*Work instructions*. Copy, word for word, each line of the data below from the first through the line containing "let response = request.send().await.map_err(transport_error)?;", and stop there.

(Dataset entries)
▬▬▬▬▬▬▬▬▬▬

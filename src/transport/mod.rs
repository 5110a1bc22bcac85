//! HTTP transport layer.
//!
//! The executor talks to the network through the [`HttpTransport`] trait so
//! tests can substitute a scripted transport without opening sockets. The
//! transport reports every HTTP response as success regardless of status;
//! classifying and retrying on status codes is the executor's job.

use crate::errors::{WhoopError, WhoopResult};
use async_trait::async_trait;
use bytes::Bytes;
use http::{HeaderMap, Method, Response};
use reqwest::Client;
use std::time::Duration;
use url::Url;

/// HTTP transport seam for outbound API requests.
#[async_trait]
pub trait HttpTransport: Send + Sync {
    /// Send a request and return the full buffered response.
    async fn send(
        &self,
        method: Method,
        url: Url,
        headers: HeaderMap,
        body: Option<Bytes>,
    ) -> WhoopResult<Response<Bytes>>;
}

/// Reqwest-based production transport.
pub struct ReqwestTransport {
    client: Client,
}

impl ReqwestTransport {
    /// Create a transport with the given per-request timeout.
    pub fn new(timeout: Duration) -> WhoopResult<Self> {
        let client = Client::builder().timeout(timeout).build().map_err(|e| {
            WhoopError::Configuration {
                message: format!("failed to create HTTP client: {e}"),
            }
        })?;
        Ok(Self { client })
    }

    /// Wrap an existing reqwest client, keeping its connection pool.
    pub fn from_client(client: Client) -> Self {
        Self { client }
    }
}

#[async_trait]
impl HttpTransport for ReqwestTransport {
    async fn send(
        &self,
        method: Method,
        url: Url,
        headers: HeaderMap,
        body: Option<Bytes>,
    ) -> WhoopResult<Response<Bytes>> {
        let mut request = self.client.request(method, url).headers(headers);
        if let Some(body) = body {
            request = request.body(body);
        }

        let response = request.send().await.map_err(transport_error)?;

        let status = response.status();
        let response_headers = response.headers().clone();
        let body = response.bytes().await.map_err(transport_error)?;

        let mut builder = Response::builder().status(status);
        if let Some(headers) = builder.headers_mut() {
            *headers = response_headers;
        }
        builder.body(body).map_err(|e| WhoopError::Transport {
            message: format!("failed to assemble response: {e}"),
        })
    }
}

fn transport_error(err: reqwest::Error) -> WhoopError {
    let message = if err.is_timeout() {
        format!("request timed out: {err}")
    } else if err.is_connect() {
        format!("connection failed: {err}")
    } else {
        format!("http execute request failed: {err}")
    };
    WhoopError::Transport { message }
}
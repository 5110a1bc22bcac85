//! Error types for the WHOOP API client.
//!
//! Terminal HTTP failures are classified into three kinds: authentication
//! failures, rate-limit failures, and generic API errors. The specific kinds
//! wrap the generic [`ApiError`] as their source so callers can recover the
//! raw status, message, and URL by walking the error chain.

use http::HeaderMap;
use thiserror::Error;

/// Result type alias for WHOOP operations.
pub type WhoopResult<T> = Result<T, WhoopError>;

/// Maximum number of response-body bytes retained in an error message.
/// Longer bodies are truncated with a trailing `...` marker so a hostile or
/// buggy server cannot force unbounded memory retention.
const MAX_ERROR_BODY_BYTES: usize = 1000;

/// Generic error carried by every unsuccessful WHOOP API response.
#[derive(Error, Debug, Clone)]
#[error("whoop api error: {status} - {message} at {url}")]
pub struct ApiError {
    /// HTTP status code of the failed response.
    pub status: u16,
    /// Response body, truncated to a bounded length.
    pub message: String,
    /// URL of the request that failed.
    pub url: String,
}

/// Main error type for the WHOOP API client.
#[derive(Error, Debug)]
pub enum WhoopError {
    /// Terminal HTTP error that is neither an auth nor a rate-limit failure.
    #[error(transparent)]
    Api(#[from] ApiError),

    /// Authentication or authorization failure (401, 403).
    #[error("whoop auth error ({status}): authentication failed or forbidden")]
    Auth {
        /// HTTP status code (401 or 403).
        status: u16,
        /// The underlying API error.
        #[source]
        source: ApiError,
    },

    /// The API rejected the request with 429 and retries are exhausted.
    #[error("whoop rate limit exceeded: retry after {retry_after} seconds")]
    RateLimit {
        /// Server-suggested wait in seconds, 0 when none was provided.
        retry_after: u64,
        /// The underlying API error.
        #[source]
        source: ApiError,
    },

    /// Network-level failure below the HTTP layer. Never retried.
    #[error("transport error: {message}")]
    Transport {
        /// Description of the network failure.
        message: String,
    },

    /// Cancellation fired while waiting for a rate-limiter token.
    #[error("local rate limit wait interrupted")]
    WaitInterrupted,

    /// Cancellation fired during the send or a retry backoff.
    #[error("request aborted by cancellation")]
    Aborted,

    /// Invalid client configuration.
    #[error("configuration error: {message}")]
    Configuration {
        /// Description of the configuration problem.
        message: String,
    },

    /// Response body failed to decode as the expected JSON shape.
    #[error("response decode failed: {0}")]
    Decode(#[from] serde_json::Error),
}

impl WhoopError {
    /// HTTP status code of the terminal response, when there was one.
    pub fn status(&self) -> Option<u16> {
        match self {
            WhoopError::Api(api) => Some(api.status),
            WhoopError::Auth { status, .. } => Some(*status),
            WhoopError::RateLimit { source, .. } => Some(source.status),
            _ => None,
        }
    }

    /// Server-suggested retry delay in seconds, for rate-limit errors.
    pub fn retry_after(&self) -> Option<u64> {
        match self {
            WhoopError::RateLimit { retry_after, .. } => Some(*retry_after),
            _ => None,
        }
    }
}

/// Errors produced by webhook verification and decoding.
///
/// Handlers should respond 401 on any of these regardless of which check
/// failed, so verification internals are not leaked to the sender.
#[derive(Error, Debug)]
pub enum WebhookError {
    /// The inbound request used a method other than POST.
    #[error("webhook must be a POST request")]
    MethodNotAllowed,

    /// The `X-Whoop-Signature` header was absent or empty.
    #[error("missing X-Whoop-Signature header")]
    MissingSignature,

    /// The provided signature did not match the computed one.
    #[error("invalid webhook signature")]
    InvalidSignature,

    /// The request body could not be read.
    #[error("failed to read webhook body: {0}")]
    BodyRead(#[from] std::io::Error),

    /// The body passed verification but is not a valid event payload.
    #[error("failed to parse webhook json: {0}")]
    MalformedPayload(#[source] serde_json::Error),
}

/// Classify an unsuccessful HTTP response into a typed error.
///
/// 401/403 become [`WhoopError::Auth`], 429 becomes [`WhoopError::RateLimit`]
/// with `retry_after` parsed from the `Retry-After` header, and everything
/// else ≥ 400 stays a generic [`WhoopError::Api`].
pub fn classify(status: u16, headers: &HeaderMap, body: &[u8], url: &str) -> WhoopError {
    let base = ApiError {
        status,
        message: truncate_message(body),
        url: url.to_string(),
    };

    match status {
        401 | 403 => WhoopError::Auth {
            status,
            source: base,
        },
        429 => WhoopError::RateLimit {
            retry_after: retry_after_seconds(headers),
            source: base,
        },
        _ => WhoopError::Api(base),
    }
}

/// Parse the `Retry-After` header as a positive whole number of seconds.
/// Absent, unparseable, or non-positive values yield 0.
pub(crate) fn retry_after_seconds(headers: &HeaderMap) -> u64 {
    headers
        .get(http::header::RETRY_AFTER)
        .and_then(|value| value.to_str().ok())
        .and_then(|value| value.parse::<i64>().ok())
        .filter(|seconds| *seconds > 0)
        .map_or(0, |seconds| seconds as u64)
}

fn truncate_message(body: &[u8]) -> String {
    let text = String::from_utf8_lossy(body);
    if text.len() <= MAX_ERROR_BODY_BYTES {
        return text.into_owned();
    }
    let mut cut = MAX_ERROR_BODY_BYTES;
    while !text.is_char_boundary(cut) {
        cut -= 1;
    }
    format!("{}...", &text[..cut])
}
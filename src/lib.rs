//! # WHOOP API Client
//!
//! Production-ready Rust client for the WHOOP developer REST API.
//!
//! ## Features
//!
//! - Typed resource services: user profile, cycles, sleep, workouts, recovery
//! - Local token-bucket rate limiting (100 requests per minute)
//! - Automatic retry with full-jitter exponential backoff on HTTP 429
//! - Cancellation-aware at every suspension point
//! - Signed webhook verification (`X-Whoop-Signature`, HMAC-SHA256)
//! - Secure credential handling with `SecretString`
//!
//! ## Quick Start
//!
//! ```rust,no_run
//! use whoop_client::{WhoopClient, WhoopConfig};
//! use tokio_util::sync::CancellationToken;
//!
//! #[tokio::main]
//! async fn main() -> Result<(), Box<dyn std::error::Error>> {
//!     let config = WhoopConfig::builder()
//!         .access_token("an-oauth2-access-token")
//!         .build()?;
//!     let client = WhoopClient::new(config)?;
//!
//!     let cancel = CancellationToken::new();
//!     let profile = client.user().get_basic_profile(&cancel).await?;
//!     println!("hello, {}", profile.first_name);
//!     Ok(())
//! }
//! ```
//!
//! ## Module Organization
//!
//! - `client` - Request executor and service accessors
//! - `config` - Configuration types and builder
//! - `errors` - Error taxonomy and HTTP status classification
//! - `resilience` - Rate limiter and backoff calculation
//! - `transport` - HTTP transport seam
//! - `services` - Per-resource API wrappers
//! - `pagination` - List options and page cursors
//! - `webhooks` - Inbound webhook verification and decoding

#![warn(missing_docs)]
#![warn(clippy::all)]

pub mod client;
pub mod config;
pub mod errors;
pub mod pagination;
pub mod resilience;
pub mod scopes;
pub mod services;
pub mod transport;
pub mod webhooks;

#[cfg(test)]
pub(crate) mod mocks;

pub use client::{ApiRequest, WhoopClient};
pub use config::{WhoopConfig, WhoopConfigBuilder};
pub use errors::{classify, ApiError, WebhookError, WhoopError, WhoopResult};
pub use pagination::{ListOptions, Page};
pub use resilience::{backoff_delay, RateLimiter};
pub use scopes::Scope;
pub use services::{
    BasicProfile, BodyMeasurement, Cycle, CycleScore, CycleService, Recovery, RecoveryScore,
    RecoveryService, Sleep, SleepNeeded, SleepScore, SleepService, StageSummary, UserService,
    Workout, WorkoutScore, WorkoutService, ZoneDurations,
};
pub use transport::{HttpTransport, ReqwestTransport};
pub use webhooks::{WebhookEvent, WebhookVerifier};

/// The default WHOOP developer API base URL.
pub const DEFAULT_BASE_URL: &str = "https://api.prod.whoop.com/developer/v1";

/// The semantic version of this library.
pub const VERSION: &str = env!("CARGO_PKG_VERSION");

/// The User-Agent header value sent with every request.
pub const USER_AGENT: &str = concat!("whoop-client-rs/", env!("CARGO_PKG_VERSION"));

/// The default request timeout.
pub const DEFAULT_TIMEOUT_SECS: u64 = 30;

/// The default maximum number of retries on HTTP 429.
pub const DEFAULT_MAX_RETRIES: u32 = 3;

/// The default base duration for exponential backoff.
pub const DEFAULT_BACKOFF_BASE_SECS: u64 = 1;

/// The default ceiling for exponential backoff.
pub const DEFAULT_BACKOFF_MAX_SECS: u64 = 60;
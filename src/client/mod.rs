//! Client interface and the request execution engine.
//!
//! [`WhoopClient::execute`] is the single choke point for every outbound
//! call: it acquires a local rate-limiter token, applies standard headers to
//! a private copy of the request, sends through the injected transport, and
//! retries with backoff on HTTP 429. All other failures are terminal. Every
//! suspension point is raced against the caller's [`CancellationToken`].

use crate::config::WhoopConfig;
use crate::errors::{classify, retry_after_seconds, WhoopError, WhoopResult};
use crate::resilience::{backoff_delay, RateLimiter};
use crate::services::{
    CycleService, RecoveryService, SleepService, UserService, WorkoutService,
};
use crate::transport::{HttpTransport, ReqwestTransport};
use bytes::Bytes;
use http::{header, HeaderMap, HeaderName, HeaderValue, Method, Response, StatusCode};
use secrecy::ExposeSecret;
use serde::de::DeserializeOwned;
use std::sync::Arc;
use std::time::Duration;
use tokio_util::sync::CancellationToken;
use tracing::{debug, warn};
use url::Url;

/// A single logical API request.
///
/// Constructed fresh per call and never shared between concurrent calls; the
/// executor works on its own copy of the headers, so the original is never
/// mutated.
#[derive(Debug, Clone)]
pub struct ApiRequest {
    /// HTTP method.
    pub method: Method,
    /// Path relative to the configured base URL, including any query string.
    pub path: String,
    /// Optional request body.
    pub body: Option<Bytes>,
    /// Caller-supplied headers. Standard headers are layered on top of a
    /// copy at send time.
    pub headers: HeaderMap,
}

impl ApiRequest {
    /// Creates a request with the given method and path.
    pub fn new(method: Method, path: impl Into<String>) -> Self {
        Self {
            method,
            path: path.into(),
            body: None,
            headers: HeaderMap::new(),
        }
    }

    /// Creates a GET request for the given path.
    pub fn get(path: impl Into<String>) -> Self {
        Self::new(Method::GET, path)
    }

    /// Attaches a request body.
    pub fn with_body(mut self, body: impl Into<Bytes>) -> Self {
        self.body = Some(body.into());
        self
    }

    /// Adds a header.
    pub fn with_header(mut self, name: HeaderName, value: HeaderValue) -> Self {
        self.headers.insert(name, value);
        self
    }
}

/// The WHOOP API client.
///
/// Cheap to clone; the configuration, transport, and rate limiter are
/// shared. The configuration is read-only after construction and the rate
/// limiter is internally synchronized, so a single client can serve any
/// number of concurrent tasks.
#[derive(Clone)]
pub struct WhoopClient {
    config: Arc<WhoopConfig>,
    transport: Arc<dyn HttpTransport>,
    rate_limiter: Arc<RateLimiter>,
}

impl WhoopClient {
    /// Creates a client with the production reqwest transport.
    pub fn new(config: WhoopConfig) -> WhoopResult<Self> {
        let transport = Arc::new(ReqwestTransport::new(config.timeout)?);
        Self::with_transport(config, transport)
    }

    /// Creates a client with an injected transport. This keeps the executor
    /// fully testable without sockets.
    pub fn with_transport(
        config: WhoopConfig,
        transport: Arc<dyn HttpTransport>,
    ) -> WhoopResult<Self> {
        let rate_limiter = Arc::new(RateLimiter::new());
        rate_limiter.set_enabled(config.rate_limiting);

        Ok(Self {
            config: Arc::new(config),
            transport,
            rate_limiter,
        })
    }

    /// The active configuration.
    pub fn config(&self) -> &WhoopConfig {
        &self.config
    }

    /// Enables or disables local rate limiting at runtime.
    pub fn set_rate_limiting(&self, enabled: bool) {
        self.rate_limiter.set_enabled(enabled);
    }

    /// Service for user profile and body measurement endpoints.
    pub fn user(&self) -> UserService {
        UserService::new(self.clone())
    }

    /// Service for physiological cycle endpoints.
    pub fn cycle(&self) -> CycleService {
        CycleService::new(self.clone())
    }

    /// Service for sleep activity endpoints.
    pub fn sleep(&self) -> SleepService {
        SleepService::new(self.clone())
    }

    /// Service for workout activity endpoints.
    pub fn workout(&self) -> WorkoutService {
        WorkoutService::new(self.clone())
    }

    /// Service for recovery endpoints.
    pub fn recovery(&self) -> RecoveryService {
        RecoveryService::new(self.clone())
    }

    /// Executes a request with rate limiting, authentication headers, and
    /// automatic retries on HTTP 429.
    ///
    /// Cancellation is honored at every suspension point: during the
    /// rate-limiter wait ([`WhoopError::WaitInterrupted`]), during the send,
    /// and during a retry backoff (both [`WhoopError::Aborted`]). Transport
    /// failures and statuses other than 429 are terminal; 429 retries up to
    /// `max_retries` times, preferring a server-supplied `Retry-After` over
    /// the computed backoff.
    pub async fn execute(
        &self,
        cancel: &CancellationToken,
        request: &ApiRequest,
    ) -> WhoopResult<Response<Bytes>> {
        let url = self.request_url(&request.path)?;
        let headers = self.standard_headers(request)?;

        let mut attempt: u32 = 0;
        loop {
            self.rate_limiter.acquire(cancel).await?;

            let send = self.transport.send(
                request.method.clone(),
                url.clone(),
                headers.clone(),
                request.body.clone(),
            );
            let response = tokio::select! {
                result = send => match result {
                    Ok(response) => response,
                    Err(err) => {
                        if cancel.is_cancelled() {
                            return Err(WhoopError::Aborted);
                        }
                        // Network errors are terminal: only 429 is retried.
                        return Err(err);
                    }
                },
                _ = cancel.cancelled() => return Err(WhoopError::Aborted),
            };

            let status = response.status();
            if status != StatusCode::TOO_MANY_REQUESTS {
                if status.as_u16() >= 400 {
                    return Err(classify(
                        status.as_u16(),
                        response.headers(),
                        response.body(),
                        url.as_str(),
                    ));
                }
                return Ok(response);
            }

            if attempt >= self.config.max_retries {
                return Err(classify(
                    status.as_u16(),
                    response.headers(),
                    response.body(),
                    url.as_str(),
                ));
            }

            let server_wait = retry_after_seconds(response.headers());
            let delay = if server_wait > 0 {
                Duration::from_secs(server_wait)
            } else {
                backoff_delay(attempt, self.config.backoff_base, self.config.backoff_max)
            };
            warn!(
                attempt,
                delay_ms = delay.as_millis() as u64,
                url = %url,
                "rate limited by API, backing off before retry"
            );

            tokio::select! {
                _ = tokio::time::sleep(delay) => attempt += 1,
                _ = cancel.cancelled() => return Err(WhoopError::Aborted),
            }
        }
    }

    /// Executes a request and decodes the JSON response body.
    pub async fn execute_json<T: DeserializeOwned>(
        &self,
        cancel: &CancellationToken,
        request: &ApiRequest,
    ) -> WhoopResult<T> {
        let response = self.execute(cancel, request).await?;
        debug!(
            status = response.status().as_u16(),
            bytes = response.body().len(),
            "decoding response body"
        );
        Ok(serde_json::from_slice(response.body())?)
    }

    /// GET the given path and decode the JSON response body.
    pub async fn get_json<T: DeserializeOwned>(
        &self,
        cancel: &CancellationToken,
        path: &str,
    ) -> WhoopResult<T> {
        self.execute_json(cancel, &ApiRequest::get(path)).await
    }

    fn request_url(&self, path: &str) -> WhoopResult<Url> {
        let full = format!("{}{}", self.config.base_url, path);
        Url::parse(&full).map_err(|e| WhoopError::Configuration {
            message: format!("invalid request URL {full:?}: {e}"),
        })
    }

    /// Layer the standard headers over a copy of the caller's headers. The
    /// caller's request is never touched.
    fn standard_headers(&self, request: &ApiRequest) -> WhoopResult<HeaderMap> {
        let mut headers = request.headers.clone();

        if let Some(token) = &self.config.access_token {
            let value = HeaderValue::from_str(&format!("Bearer {}", token.expose_secret()))
                .map_err(|_| WhoopError::Configuration {
                    message: "access token is not a valid header value".to_string(),
                })?;
            headers.insert(header::AUTHORIZATION, value);
        }
        headers.insert(header::ACCEPT, HeaderValue::from_static("application/json"));
        headers.insert(
            header::USER_AGENT,
            HeaderValue::from_static(crate::USER_AGENT),
        );
        if request.method != Method::GET && !headers.contains_key(header::CONTENT_TYPE) {
            headers.insert(
                header::CONTENT_TYPE,
                HeaderValue::from_static("application/json"),
            );
        }

        Ok(headers)
    }
}

impl std::fmt::Debug for WhoopClient {
    fn fmt(&self, f: &mut std::fmt::Formatter<'_>) -> std::fmt::Result {
        f.debug_struct("WhoopClient")
            .field("config", &self.config)
            .finish_non_exhaustive()
    }
}
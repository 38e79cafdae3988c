//! Port traits the domain depends on.

pub mod config_port;
pub mod data_port;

▬▬▬▬▬▬▬▬▬▬

*Result for this task*.
filename src/transport/mod.rs
repository 5110a1bc22bcac85
//! HTTP transport layer.
//!
//! The executor talks to the network through the [`HttpTransport`] trait so
//! tests can substitute a scripted transport without opening sockets. The
//! transport reports every HTTP response as success regardless of status;
//! classifying and retrying on status codes is the executor's job.

use crate::errors::{WhoopError, WhoopResult};
use async_trait::async_trait;
use bytes::Bytes;
use http::{HeaderMap, Method, Response};
use reqwest::Client;
use std::time::Duration;
use url::Url;

/// HTTP transport seam for outbound API requests.
#[async_trait]
pub trait HttpTransport: Send + Sync {
    /// Send a request and return the full buffered response.
    async fn send(
        &self,
        method: Method,
        url: Url,
        headers: HeaderMap,
        body: Option<Bytes>,
    ) -> WhoopResult<Response<Bytes>>;
}

/// Reqwest-based production transport.
pub struct ReqwestTransport {
    client: Client,
}

impl ReqwestTransport {
    /// Create a transport with the given per-request timeout.
    pub fn new(timeout: Duration) -> WhoopResult<Self> {
        let client = Client::builder().timeout(timeout).build().map_err(|e| {
            WhoopError::Configuration {
                message: format!("failed to create HTTP client: {e}"),
            }
        })?;
        Ok(Self { client })
    }

    /// Wrap an existing reqwest client, keeping its connection pool.
    pub fn from_client(client: Client) -> Self {
        Self { client }
    }
}

#[async_trait]
impl HttpTransport for ReqwestTransport {
    async fn send(
        &self,
        method: Method,
        url: Url,
        headers: HeaderMap,
        body: Option<Bytes>,
    ) -> WhoopResult<Response<Bytes>> {
        let mut request = self.client.request(method, url).headers(headers);
        if let Some(body) = body {
            request = request.body(body);
        }

        let response = request.send().await.map_err(transport_error)?;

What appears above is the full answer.